**Directions:** Every line with "unwrap" in it must be copied from the data.

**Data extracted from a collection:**
BEGIN

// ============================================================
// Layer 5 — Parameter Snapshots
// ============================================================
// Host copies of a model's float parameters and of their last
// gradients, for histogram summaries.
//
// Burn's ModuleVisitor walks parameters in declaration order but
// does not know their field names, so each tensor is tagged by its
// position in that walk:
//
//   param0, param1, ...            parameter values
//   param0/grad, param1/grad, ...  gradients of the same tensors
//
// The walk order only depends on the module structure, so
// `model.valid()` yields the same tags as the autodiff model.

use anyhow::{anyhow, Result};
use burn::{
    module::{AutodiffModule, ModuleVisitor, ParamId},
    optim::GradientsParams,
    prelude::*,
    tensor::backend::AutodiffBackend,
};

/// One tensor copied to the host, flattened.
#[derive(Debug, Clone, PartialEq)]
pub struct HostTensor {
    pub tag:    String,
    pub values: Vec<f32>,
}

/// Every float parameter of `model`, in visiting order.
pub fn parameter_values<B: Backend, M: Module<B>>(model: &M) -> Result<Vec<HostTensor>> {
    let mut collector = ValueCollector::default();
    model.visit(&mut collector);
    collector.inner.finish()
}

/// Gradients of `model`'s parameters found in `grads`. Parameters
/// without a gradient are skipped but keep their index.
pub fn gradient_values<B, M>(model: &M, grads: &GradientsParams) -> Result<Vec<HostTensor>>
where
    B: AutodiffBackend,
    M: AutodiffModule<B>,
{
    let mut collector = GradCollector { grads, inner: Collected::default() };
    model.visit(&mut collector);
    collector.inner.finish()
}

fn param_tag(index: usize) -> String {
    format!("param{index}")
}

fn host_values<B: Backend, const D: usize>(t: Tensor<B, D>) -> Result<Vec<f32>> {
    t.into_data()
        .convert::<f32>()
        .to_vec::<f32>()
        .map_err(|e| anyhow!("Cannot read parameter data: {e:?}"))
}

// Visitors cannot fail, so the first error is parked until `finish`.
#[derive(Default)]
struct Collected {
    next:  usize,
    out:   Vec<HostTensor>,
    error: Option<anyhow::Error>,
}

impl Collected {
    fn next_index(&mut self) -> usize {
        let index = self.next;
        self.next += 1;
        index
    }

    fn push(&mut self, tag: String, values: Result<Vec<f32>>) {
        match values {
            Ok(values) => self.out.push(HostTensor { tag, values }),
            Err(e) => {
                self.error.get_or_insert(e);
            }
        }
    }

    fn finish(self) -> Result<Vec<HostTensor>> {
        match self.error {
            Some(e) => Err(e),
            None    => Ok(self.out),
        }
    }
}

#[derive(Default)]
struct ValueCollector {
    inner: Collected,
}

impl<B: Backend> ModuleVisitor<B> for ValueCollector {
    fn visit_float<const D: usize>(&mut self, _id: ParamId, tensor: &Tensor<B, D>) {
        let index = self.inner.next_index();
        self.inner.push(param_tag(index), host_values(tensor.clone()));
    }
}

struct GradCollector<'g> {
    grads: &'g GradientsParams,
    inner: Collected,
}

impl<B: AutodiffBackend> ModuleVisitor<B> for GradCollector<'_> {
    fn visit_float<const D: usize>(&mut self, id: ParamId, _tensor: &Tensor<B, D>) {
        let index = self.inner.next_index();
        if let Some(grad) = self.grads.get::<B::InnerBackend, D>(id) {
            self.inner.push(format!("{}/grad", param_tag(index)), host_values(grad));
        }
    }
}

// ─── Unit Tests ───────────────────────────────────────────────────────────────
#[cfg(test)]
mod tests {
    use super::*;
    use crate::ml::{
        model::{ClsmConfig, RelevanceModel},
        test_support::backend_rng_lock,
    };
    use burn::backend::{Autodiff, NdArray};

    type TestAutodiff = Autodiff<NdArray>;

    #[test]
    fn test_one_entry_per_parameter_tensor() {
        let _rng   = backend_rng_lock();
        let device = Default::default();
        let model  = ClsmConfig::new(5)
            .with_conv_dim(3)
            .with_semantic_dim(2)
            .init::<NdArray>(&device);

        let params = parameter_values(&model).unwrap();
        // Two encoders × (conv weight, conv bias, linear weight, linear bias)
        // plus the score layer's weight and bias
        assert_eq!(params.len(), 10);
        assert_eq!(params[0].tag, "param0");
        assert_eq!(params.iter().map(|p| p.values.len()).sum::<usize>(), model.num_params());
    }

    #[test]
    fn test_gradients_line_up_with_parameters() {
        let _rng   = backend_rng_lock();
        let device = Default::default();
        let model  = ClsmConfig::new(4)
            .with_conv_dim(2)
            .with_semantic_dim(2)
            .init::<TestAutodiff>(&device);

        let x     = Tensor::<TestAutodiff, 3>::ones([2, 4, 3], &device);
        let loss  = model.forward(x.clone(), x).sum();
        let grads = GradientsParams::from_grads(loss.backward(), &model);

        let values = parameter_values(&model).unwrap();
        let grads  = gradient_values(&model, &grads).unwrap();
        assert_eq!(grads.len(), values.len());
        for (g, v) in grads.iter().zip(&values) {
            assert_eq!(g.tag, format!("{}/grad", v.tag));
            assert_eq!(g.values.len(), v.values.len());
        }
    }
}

END

**Output:**
        let params = parameter_values(&model).unwrap();
        let values = parameter_values(&model).unwrap();
        let grads  = gradient_values(&model, &grads).unwrap();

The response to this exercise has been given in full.